**The task**
The data follows this line. Copy verbatim the line with "let (nick, user)" and each line after it to the end.

-*-*-

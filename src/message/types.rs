use std::collections::BTreeMap;
use std::ops::Deref;

#[cfg(feature = "serde")]
use serde::{Deserialize, Serialize};

use crate::prefix::Prefix;

/// Unescaped IRCv3 message tags. Valueless tags map to an empty string.
pub type Tags = BTreeMap<String, String>;

/// An IRC message: `[@tags] [:prefix] COMMAND [params...]`.
///
/// Only the last parameter may contain spaces.
#[derive(Debug, Clone, PartialEq, Eq)]
#[cfg_attr(feature = "serde", derive(Serialize, Deserialize))]
pub struct Message {
    /// IRCv3 message tags, if the frame carried any.
    pub tags: Option<Tags>,
    /// The origin of the message.
    pub prefix: Option<Prefix>,
    /// The command or three-digit numeric, as received.
    pub command: String,
    /// Ordered parameters, the trailing one included.
    pub params: Vec<String>,
}

impl Message {
    /// Create a message without tags or prefix.
    pub fn new<C, I, P>(command: C, params: I) -> Self
    where
        C: Into<String>,
        I: IntoIterator<Item = P>,
        P: Into<String>,
    {
        Self {
            tags: None,
            prefix: None,
            command: command.into(),
            params: params.into_iter().map(Into::into).collect(),
        }
    }

    /// Add a tag, creating the tag map if necessary.
    #[must_use]
    pub fn with_tag(mut self, key: impl Into<String>, value: impl Into<String>) -> Self {
        self.tags
            .get_or_insert_with(Tags::new)
            .insert(key.into(), value.into());
        self
    }

    /// Set the prefix.
    #[must_use]
    pub fn with_prefix(mut self, prefix: Prefix) -> Self {
        self.prefix = Some(prefix);
        self
    }

    /// Look up a tag value.
    pub fn tag(&self, key: &str) -> Option<&str> {
        self.tags.as_ref()?.get(key).map(String::as_str)
    }

    /// The parameter at `index`.
    pub fn param(&self, index: usize) -> Option<&str> {
        self.params.get(index).map(String::as_str)
    }

    /// The last parameter, which is the only one allowed to contain spaces.
    pub fn trailing(&self) -> Option<&str> {
        self.params.last().map(String::as_str)
    }

    /// The sender's nickname, if the prefix names a user.
    pub fn nick(&self) -> Option<&str> {
        self.prefix.as_ref().and_then(Prefix::nick)
    }

    /// Whether the command matches `command`, ignoring ASCII case.
    pub fn is(&self, command: &str) -> bool {
        self.command.eq_ignore_ascii_case(command)
    }
}

/// A message parsed from a single inbound frame, together with the frame.
///
/// Instances are never modified after parsing.
#[derive(Debug, Clone, PartialEq, Eq)]
#[cfg_attr(feature = "serde", derive(Serialize, Deserialize))]
pub struct ParsedMessage {
    /// The line as received, without the CRLF terminator.
    pub raw: String,
    /// The parsed message.
    pub message: Message,
}

impl ParsedMessage {
    /// Discard the raw line.
    pub fn into_message(self) -> Message {
        self.message
    }
}

impl Deref for ParsedMessage {
    type Target = Message;

    fn deref(&self) -> &Message {
        &self.message
    }
}

impl AsRef<Message> for ParsedMessage {
    fn as_ref(&self) -> &Message {
        &self.message
    }
}
//! Prefix sum type and its classification rules.

#[cfg(feature = "serde")]
use serde::{Deserialize, Serialize};

/// The origin of a frame.
///
/// A bare token containing a `.` and neither `!` nor `@` names a server;
/// anything else names a user.
#[derive(Debug, Clone, PartialEq, Eq, Hash)]
#[cfg_attr(feature = "serde", derive(Serialize, Deserialize))]
#[cfg_attr(feature = "serde", serde(tag = "kind", rename_all = "lowercase"))]
pub enum Prefix {
    /// `:tmi.twitch.tv`
    Server {
        /// Server host name.
        server: String,
    },
    /// `:nick!user@host`, `:nick@host` or `:nick`
    User {
        /// Nickname.
        nick: String,
        /// Username, the part after `!`.
        user: Option<String>,
        /// Host, the part after `@`.
        host: Option<String>,
    },
}

impl Prefix {
    /// Classify a raw prefix token (without the leading `:`).
    pub fn parse(raw: &str) -> Self {
        let (nick_user, host) = match raw.split_once('@') {
            Some((left, host)) => (left, Some(host.to_string())),
            None => (raw, None),
        };
        let (nick, user) = match nick_user.split_once('!') {
            Some((nick, user)) => (nick, Some(user.to_string())),
            None => (nick_user, None),
        };

        if user.is_none() && host.is_none() && raw.contains('.') {
            return Prefix::Server {
                server: raw.to_string(),
            };
        }

        Prefix::User {
            nick: nick.to_string(),
            user,
            host,
        }
    }

    /// Create a server prefix.
    pub fn server(server: impl Into<String>) -> Self {
        Prefix::Server {
            server: server.into(),
        }
    }

    /// Create a full `nick!user@host` prefix.
    pub fn user(nick: impl Into<String>, user: impl Into<String>, host: impl Into<String>) -> Self {
        Prefix::User {
            nick: nick.into(),
            user: Some(user.into()),
            host: Some(host.into()),
        }
    }

    /// The nickname, if this is a user prefix.
    pub fn nick(&self) -> Option<&str> {
        match self {
            Prefix::User { nick, .. } => Some(nick),
            Prefix::Server { .. } => None,
        }
    }

    /// Whether this prefix names a server.
    pub fn is_server(&self) -> bool {
        matches!(self, Prefix::Server { .. })
    }
}

impl std::str::FromStr for Prefix {
    type Err = std::convert::Infallible;

    fn from_str(s: &str) -> Result<Self, Self::Err> {
        Ok(Prefix::parse(s))
    }
}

-*-*-

**Finished exercise**
        let (nick, user) = match nick_user.split_once('!') {
            Some((nick, user)) => (nick, Some(user.to_string())),
            None => (nick_user, None),
        };

        if user.is_none() && host.is_none() && raw.contains('.') {
            return Prefix::Server {
                server: raw.to_string(),
            };
        }

        Prefix::User {
            nick: nick.to_string(),
            user,
            host,
        }
    }

    /// Create a server prefix.
    pub fn server(server: impl Into<String>) -> Self {
        Prefix::Server {
            server: server.into(),
        }
    }

    /// Create a full `nick!user@host` prefix.
    pub fn user(nick: impl Into<String>, user: impl Into<String>, host: impl Into<String>) -> Self {
        Prefix::User {
            nick: nick.into(),
            user: Some(user.into()),
            host: Some(host.into()),
        }
    }

    /// The nickname, if this is a user prefix.
    pub fn nick(&self) -> Option<&str> {
        match self {
            Prefix::User { nick, .. } => Some(nick),
            Prefix::Server { .. } => None,
        }
    }

    /// Whether this prefix names a server.
    pub fn is_server(&self) -> bool {
        matches!(self, Prefix::Server { .. })
    }
}

impl std::str::FromStr for Prefix {
    type Err = std::convert::Infallible;

    fn from_str(s: &str) -> Result<Self, Self::Err> {
        Ok(Prefix::parse(s))
    }
}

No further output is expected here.